» **Exercise description**
Look for the word "text" in the entries and copy every line where it shows up.

» **Provided data**
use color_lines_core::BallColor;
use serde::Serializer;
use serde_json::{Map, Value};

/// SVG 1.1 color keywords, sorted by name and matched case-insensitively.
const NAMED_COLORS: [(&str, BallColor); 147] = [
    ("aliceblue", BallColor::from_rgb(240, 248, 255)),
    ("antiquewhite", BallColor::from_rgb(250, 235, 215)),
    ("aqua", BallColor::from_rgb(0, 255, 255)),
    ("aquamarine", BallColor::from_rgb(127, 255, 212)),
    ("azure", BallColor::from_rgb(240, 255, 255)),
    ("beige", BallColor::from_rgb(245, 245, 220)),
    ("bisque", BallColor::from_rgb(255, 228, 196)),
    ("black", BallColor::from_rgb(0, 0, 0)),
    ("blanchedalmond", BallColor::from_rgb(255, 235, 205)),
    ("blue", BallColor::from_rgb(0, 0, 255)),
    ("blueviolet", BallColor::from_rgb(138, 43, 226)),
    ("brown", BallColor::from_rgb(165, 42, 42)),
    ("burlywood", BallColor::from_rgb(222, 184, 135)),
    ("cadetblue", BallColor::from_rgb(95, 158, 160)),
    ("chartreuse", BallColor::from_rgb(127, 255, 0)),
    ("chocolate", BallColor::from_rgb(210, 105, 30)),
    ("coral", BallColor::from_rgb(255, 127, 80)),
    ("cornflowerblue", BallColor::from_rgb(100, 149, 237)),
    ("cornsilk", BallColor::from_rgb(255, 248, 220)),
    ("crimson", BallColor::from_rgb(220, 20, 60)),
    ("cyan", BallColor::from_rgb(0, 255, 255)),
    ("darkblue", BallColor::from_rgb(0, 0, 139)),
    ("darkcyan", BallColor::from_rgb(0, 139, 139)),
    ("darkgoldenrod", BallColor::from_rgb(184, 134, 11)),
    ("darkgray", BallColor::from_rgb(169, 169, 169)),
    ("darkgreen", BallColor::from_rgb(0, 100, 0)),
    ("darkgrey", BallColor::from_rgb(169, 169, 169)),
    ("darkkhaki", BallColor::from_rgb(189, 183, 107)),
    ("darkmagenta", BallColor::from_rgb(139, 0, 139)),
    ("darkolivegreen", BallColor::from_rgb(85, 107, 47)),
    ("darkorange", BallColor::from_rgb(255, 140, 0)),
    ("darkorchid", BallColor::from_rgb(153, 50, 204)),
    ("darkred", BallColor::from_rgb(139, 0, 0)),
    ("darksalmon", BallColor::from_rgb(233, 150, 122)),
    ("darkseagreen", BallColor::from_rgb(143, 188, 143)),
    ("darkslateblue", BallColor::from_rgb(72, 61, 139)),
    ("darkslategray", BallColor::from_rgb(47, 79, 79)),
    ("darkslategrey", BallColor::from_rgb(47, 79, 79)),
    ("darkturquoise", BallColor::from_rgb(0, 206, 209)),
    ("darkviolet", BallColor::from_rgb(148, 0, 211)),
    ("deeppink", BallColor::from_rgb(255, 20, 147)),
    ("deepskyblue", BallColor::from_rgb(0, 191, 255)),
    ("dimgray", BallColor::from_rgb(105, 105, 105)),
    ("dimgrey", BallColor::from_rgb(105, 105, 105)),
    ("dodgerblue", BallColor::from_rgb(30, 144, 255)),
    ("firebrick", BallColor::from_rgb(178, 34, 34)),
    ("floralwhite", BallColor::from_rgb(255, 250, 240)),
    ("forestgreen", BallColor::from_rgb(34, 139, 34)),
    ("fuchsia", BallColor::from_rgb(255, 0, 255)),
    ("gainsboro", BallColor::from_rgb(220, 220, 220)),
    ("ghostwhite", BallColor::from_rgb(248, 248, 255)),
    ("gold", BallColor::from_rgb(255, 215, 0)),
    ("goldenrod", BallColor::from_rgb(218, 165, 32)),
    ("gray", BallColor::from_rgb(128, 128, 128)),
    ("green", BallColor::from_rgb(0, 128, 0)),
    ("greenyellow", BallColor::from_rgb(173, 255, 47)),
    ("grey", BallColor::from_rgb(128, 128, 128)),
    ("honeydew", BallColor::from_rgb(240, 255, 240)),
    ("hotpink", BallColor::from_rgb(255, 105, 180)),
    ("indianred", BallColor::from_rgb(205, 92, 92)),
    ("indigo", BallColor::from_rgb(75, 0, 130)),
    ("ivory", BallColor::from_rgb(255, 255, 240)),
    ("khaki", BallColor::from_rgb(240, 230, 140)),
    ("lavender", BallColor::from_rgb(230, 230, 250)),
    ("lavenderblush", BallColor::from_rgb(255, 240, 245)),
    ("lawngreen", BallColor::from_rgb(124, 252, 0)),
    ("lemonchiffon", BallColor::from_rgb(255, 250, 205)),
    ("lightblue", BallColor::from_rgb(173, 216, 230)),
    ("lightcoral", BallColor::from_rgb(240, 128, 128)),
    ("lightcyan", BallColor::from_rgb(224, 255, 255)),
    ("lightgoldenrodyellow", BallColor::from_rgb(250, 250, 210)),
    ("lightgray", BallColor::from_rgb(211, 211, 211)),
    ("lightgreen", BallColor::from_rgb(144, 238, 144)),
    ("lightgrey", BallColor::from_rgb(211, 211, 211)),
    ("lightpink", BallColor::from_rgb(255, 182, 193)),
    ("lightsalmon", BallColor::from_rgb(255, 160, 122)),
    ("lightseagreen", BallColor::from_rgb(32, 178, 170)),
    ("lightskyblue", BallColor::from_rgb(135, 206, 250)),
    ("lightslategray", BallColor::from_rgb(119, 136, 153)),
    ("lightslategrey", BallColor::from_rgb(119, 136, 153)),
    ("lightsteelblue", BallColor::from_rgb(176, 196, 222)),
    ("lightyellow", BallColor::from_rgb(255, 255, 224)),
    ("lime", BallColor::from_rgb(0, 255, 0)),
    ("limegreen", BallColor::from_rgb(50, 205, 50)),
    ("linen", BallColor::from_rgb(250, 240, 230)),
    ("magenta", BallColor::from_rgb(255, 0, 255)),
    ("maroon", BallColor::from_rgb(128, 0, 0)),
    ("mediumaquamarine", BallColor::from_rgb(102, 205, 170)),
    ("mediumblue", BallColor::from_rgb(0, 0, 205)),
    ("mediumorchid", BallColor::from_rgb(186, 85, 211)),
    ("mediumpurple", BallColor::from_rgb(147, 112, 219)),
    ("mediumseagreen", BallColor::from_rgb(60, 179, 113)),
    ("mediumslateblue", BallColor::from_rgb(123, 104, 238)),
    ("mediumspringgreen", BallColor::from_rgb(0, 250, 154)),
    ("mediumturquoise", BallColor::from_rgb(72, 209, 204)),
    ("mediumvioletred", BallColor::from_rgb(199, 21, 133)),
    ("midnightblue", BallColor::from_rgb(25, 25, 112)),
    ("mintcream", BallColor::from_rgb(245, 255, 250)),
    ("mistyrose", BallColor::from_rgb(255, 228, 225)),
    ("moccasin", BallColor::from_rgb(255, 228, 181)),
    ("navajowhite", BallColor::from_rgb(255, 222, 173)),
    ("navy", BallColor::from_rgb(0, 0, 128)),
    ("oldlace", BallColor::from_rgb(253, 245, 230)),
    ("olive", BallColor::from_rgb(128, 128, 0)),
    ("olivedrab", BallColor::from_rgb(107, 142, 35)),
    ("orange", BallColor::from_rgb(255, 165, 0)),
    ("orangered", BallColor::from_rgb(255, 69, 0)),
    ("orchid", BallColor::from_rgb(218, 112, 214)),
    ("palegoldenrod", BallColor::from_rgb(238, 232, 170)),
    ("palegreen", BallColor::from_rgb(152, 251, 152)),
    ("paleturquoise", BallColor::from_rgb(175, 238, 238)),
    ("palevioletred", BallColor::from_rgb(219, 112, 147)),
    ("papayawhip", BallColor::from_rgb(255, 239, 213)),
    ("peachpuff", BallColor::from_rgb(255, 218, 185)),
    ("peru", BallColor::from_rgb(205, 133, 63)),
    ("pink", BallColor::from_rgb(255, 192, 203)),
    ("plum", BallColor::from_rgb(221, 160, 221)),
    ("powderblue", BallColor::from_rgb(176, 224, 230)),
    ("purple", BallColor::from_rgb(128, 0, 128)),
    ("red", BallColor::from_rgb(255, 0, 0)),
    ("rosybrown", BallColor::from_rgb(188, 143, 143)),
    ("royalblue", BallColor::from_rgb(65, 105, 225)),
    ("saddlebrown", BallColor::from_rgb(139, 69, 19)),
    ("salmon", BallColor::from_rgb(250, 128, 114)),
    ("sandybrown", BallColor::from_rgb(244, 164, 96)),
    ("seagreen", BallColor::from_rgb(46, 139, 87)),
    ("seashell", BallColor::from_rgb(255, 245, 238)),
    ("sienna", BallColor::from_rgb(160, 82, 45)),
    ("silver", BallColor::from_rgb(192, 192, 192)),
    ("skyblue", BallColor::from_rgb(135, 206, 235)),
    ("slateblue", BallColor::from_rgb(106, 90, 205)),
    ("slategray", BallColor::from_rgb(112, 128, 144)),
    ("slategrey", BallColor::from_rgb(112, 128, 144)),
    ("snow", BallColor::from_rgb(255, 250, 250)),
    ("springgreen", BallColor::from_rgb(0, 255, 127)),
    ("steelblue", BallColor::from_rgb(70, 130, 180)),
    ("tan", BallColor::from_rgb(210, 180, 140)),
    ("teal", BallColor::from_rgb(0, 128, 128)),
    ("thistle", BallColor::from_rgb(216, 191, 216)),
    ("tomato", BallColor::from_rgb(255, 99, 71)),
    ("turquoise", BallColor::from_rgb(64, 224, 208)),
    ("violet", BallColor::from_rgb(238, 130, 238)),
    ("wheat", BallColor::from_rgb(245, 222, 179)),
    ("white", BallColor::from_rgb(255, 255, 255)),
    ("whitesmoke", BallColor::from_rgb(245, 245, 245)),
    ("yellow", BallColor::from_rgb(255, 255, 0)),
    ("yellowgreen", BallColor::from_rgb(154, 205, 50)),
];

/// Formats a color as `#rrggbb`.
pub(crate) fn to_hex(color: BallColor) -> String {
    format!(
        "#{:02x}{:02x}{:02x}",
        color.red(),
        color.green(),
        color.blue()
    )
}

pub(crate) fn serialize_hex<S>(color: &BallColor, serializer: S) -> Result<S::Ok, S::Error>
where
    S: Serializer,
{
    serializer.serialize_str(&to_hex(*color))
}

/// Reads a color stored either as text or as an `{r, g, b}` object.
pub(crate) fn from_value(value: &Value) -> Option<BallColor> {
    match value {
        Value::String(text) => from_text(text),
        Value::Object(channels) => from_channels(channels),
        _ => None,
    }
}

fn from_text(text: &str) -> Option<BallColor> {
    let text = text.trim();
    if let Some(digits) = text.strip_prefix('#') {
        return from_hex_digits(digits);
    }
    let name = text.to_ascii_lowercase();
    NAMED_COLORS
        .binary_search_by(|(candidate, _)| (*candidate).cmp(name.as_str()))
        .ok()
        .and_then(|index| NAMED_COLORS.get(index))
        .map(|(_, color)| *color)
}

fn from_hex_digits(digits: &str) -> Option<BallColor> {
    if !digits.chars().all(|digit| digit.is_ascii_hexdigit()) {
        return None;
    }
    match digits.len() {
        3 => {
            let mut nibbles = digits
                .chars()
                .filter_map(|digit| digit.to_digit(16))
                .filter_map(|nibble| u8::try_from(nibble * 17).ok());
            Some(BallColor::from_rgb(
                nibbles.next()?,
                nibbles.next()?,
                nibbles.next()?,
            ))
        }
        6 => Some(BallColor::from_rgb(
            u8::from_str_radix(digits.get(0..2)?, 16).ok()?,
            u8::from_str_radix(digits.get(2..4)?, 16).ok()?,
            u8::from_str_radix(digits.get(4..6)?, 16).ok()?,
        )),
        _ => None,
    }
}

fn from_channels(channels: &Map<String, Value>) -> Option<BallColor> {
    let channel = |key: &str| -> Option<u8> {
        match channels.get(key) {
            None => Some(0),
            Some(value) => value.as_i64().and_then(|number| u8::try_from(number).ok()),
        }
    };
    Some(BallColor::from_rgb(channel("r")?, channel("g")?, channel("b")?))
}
...
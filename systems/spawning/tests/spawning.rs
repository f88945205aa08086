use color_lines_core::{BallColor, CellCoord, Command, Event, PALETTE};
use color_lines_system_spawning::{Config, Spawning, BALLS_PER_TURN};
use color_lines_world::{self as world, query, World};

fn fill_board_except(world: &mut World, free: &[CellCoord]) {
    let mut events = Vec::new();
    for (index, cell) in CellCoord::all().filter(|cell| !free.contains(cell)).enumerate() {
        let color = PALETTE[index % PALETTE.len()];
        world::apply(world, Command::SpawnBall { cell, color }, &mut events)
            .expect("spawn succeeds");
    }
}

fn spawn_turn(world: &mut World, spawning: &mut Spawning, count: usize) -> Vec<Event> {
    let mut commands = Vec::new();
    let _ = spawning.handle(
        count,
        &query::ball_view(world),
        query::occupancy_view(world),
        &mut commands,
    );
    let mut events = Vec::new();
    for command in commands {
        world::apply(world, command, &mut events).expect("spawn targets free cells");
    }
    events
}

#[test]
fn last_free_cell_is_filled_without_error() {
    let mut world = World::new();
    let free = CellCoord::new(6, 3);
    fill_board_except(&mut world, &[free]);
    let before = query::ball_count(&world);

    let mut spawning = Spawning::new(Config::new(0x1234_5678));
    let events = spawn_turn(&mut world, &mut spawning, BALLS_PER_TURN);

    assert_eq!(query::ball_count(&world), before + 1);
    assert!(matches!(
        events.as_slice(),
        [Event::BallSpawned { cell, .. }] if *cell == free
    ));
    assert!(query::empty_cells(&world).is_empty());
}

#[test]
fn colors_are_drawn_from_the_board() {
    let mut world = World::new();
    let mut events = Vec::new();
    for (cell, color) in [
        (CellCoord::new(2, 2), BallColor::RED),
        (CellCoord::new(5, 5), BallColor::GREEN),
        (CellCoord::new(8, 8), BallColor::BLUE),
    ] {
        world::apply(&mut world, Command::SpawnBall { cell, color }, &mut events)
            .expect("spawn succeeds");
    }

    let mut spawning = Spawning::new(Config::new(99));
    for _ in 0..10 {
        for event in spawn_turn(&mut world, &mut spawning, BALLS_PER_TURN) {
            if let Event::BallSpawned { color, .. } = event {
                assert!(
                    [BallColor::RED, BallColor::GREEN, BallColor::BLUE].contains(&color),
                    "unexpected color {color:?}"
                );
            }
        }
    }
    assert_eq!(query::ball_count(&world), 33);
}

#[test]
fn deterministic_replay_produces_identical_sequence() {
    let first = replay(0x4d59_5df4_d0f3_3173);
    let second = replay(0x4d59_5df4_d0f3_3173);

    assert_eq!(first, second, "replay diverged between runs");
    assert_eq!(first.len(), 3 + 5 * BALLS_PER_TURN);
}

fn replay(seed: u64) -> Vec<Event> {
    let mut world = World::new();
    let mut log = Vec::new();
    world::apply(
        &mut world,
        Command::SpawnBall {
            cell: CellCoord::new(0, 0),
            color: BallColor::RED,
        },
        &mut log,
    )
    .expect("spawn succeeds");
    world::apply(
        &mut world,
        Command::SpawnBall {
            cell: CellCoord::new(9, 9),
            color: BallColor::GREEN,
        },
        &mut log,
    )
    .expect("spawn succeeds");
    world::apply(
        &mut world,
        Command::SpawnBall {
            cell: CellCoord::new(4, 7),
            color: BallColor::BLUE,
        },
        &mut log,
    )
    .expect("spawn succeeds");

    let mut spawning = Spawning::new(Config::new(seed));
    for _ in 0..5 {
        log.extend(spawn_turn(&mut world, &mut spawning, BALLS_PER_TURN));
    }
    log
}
--
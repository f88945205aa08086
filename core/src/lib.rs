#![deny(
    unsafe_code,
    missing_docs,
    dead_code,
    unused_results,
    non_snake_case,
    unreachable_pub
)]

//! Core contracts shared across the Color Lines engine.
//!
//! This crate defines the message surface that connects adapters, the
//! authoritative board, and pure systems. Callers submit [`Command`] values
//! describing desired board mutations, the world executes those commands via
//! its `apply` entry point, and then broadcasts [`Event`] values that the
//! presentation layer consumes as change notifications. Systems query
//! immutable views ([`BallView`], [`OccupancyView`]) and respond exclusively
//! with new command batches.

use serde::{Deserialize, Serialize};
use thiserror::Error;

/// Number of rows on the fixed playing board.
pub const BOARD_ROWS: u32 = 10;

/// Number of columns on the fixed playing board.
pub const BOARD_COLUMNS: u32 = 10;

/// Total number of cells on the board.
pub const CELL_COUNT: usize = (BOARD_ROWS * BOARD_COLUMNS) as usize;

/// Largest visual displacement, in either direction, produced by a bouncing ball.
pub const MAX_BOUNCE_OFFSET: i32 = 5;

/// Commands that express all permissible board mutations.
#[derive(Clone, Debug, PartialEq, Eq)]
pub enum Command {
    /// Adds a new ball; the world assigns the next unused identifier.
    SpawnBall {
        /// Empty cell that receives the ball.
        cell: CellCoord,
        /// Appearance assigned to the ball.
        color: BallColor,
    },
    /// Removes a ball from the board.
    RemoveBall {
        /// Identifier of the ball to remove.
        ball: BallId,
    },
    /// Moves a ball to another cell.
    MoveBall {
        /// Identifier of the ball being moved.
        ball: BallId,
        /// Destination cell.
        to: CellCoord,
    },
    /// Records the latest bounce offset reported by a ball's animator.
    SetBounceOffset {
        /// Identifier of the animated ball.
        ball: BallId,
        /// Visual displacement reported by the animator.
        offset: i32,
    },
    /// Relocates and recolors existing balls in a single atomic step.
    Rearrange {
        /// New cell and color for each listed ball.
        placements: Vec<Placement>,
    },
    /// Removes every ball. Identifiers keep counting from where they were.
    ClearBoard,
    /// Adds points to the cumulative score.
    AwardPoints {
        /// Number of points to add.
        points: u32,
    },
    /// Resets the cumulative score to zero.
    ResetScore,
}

» **Answer box**
/// Reads a color stored either as text or as an `{r, g, b}` object.
        Value::String(text) => from_text(text),
fn from_text(text: &str) -> Option<BallColor> {
    let text = text.trim();
    if let Some(digits) = text.strip_prefix('#') {
    let name = text.to_ascii_lowercase();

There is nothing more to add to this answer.